From the listing below, copy every line with the word "other".
Content starts
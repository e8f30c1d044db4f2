//! Elements-containing-vertex lists and element neighbours.

use crate::algs::cancel::CancelToken;
use crate::data::dynamic_list::DynamicListArray;
use crate::geometry::MeshIndexType;
use crate::geometry::helpers::validate_connectivity;
use crate::geometry::topology::CellTopology;
use crate::structure_error::StructureError;

/// For each vertex, the cells referencing it, in cell order.
///
/// Built in two passes: per-vertex counts size one bulk allocation, then a
/// second walk writes each cell index at the vertex's next free slot. A cell
/// that repeats a vertex is listed once per occurrence.
pub fn find_elements_containing_vert(
    connectivity: &[MeshIndexType],
    vertices_per_cell: usize,
    num_vertices: usize,
    cancel: &CancelToken,
) -> Result<DynamicListArray<MeshIndexType>, StructureError> {
    let num_cells = validate_connectivity(connectivity, vertices_per_cell, num_vertices)?;

    let mut counts = vec![0usize; num_vertices];
    for &v in connectivity {
        counts[v as usize] += 1;
    }

    let mut lists = DynamicListArray::from_counts(&counts)?;
    for cell in 0..num_cells {
        cancel.check()?;
        let verts = &connectivity[cell * vertices_per_cell..(cell + 1) * vertices_per_cell];
        for &v in verts {
            lists.push_entry(v as usize, cell as MeshIndexType)?;
        }
    }
    debug_assert!(lists.is_complete());
    Ok(lists)
}

/// For each cell, the cells sharing exactly `topology.shared_vertices` of its vertices.
///
/// Candidates come from the vertex lists in `containing`. A visited flag per
/// cell suppresses duplicates; only the flags touched while scanning one cell
/// are reset afterwards.
pub fn find_element_neighbors(
    connectivity: &[MeshIndexType],
    topology: &CellTopology,
    containing: &DynamicListArray<MeshIndexType>,
    cancel: &CancelToken,
) -> Result<DynamicListArray<MeshIndexType>, StructureError> {
    if topology.shared_vertices == 0 {
        return Err(StructureError::UnsupportedGeometry {
            geometry: topology.geometry_type.type_name(),
            operation: "find_element_neighbors",
        });
    }
    let k = topology.vertices_per_cell;
    let num_cells =
        validate_connectivity(connectivity, k, containing.number_of_lists())?;

    let mut visited = vec![false; num_cells];
    let mut touched: Vec<usize> = Vec::new();
    let mut neighbors: Vec<Vec<MeshIndexType>> = Vec::with_capacity(num_cells);

    for cell in 0..num_cells {
        cancel.check()?;
        let verts = &connectivity[cell * k..(cell + 1) * k];
        let mut found = Vec::new();
        for &v in verts {
            let Some(candidates) = containing.element_list(v as usize) else {
                continue;
            };
            for &c in candidates {
                let c = c as usize;
                if c == cell || c >= num_cells || visited[c] {
                    continue;
                }
                visited[c] = true;
                touched.push(c);
                let other = &connectivity[c * k..(c + 1) * k];
                let shared = other.iter().filter(|o| verts.contains(o)).count();
                if shared == topology.shared_vertices {
                    found.push(c as MeshIndexType);
                }
            }
        }
        for &t in &touched {
            visited[t] = false;
        }
        touched.clear();
        neighbors.push(found);
    }
    DynamicListArray::from_lists(&neighbors)
}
Content ends
■ **Exercise solution**:
                let other = &connectivity[c * k..(c + 1) * k];
                let shared = other.iter().filter(|o| verts.contains(o)).count();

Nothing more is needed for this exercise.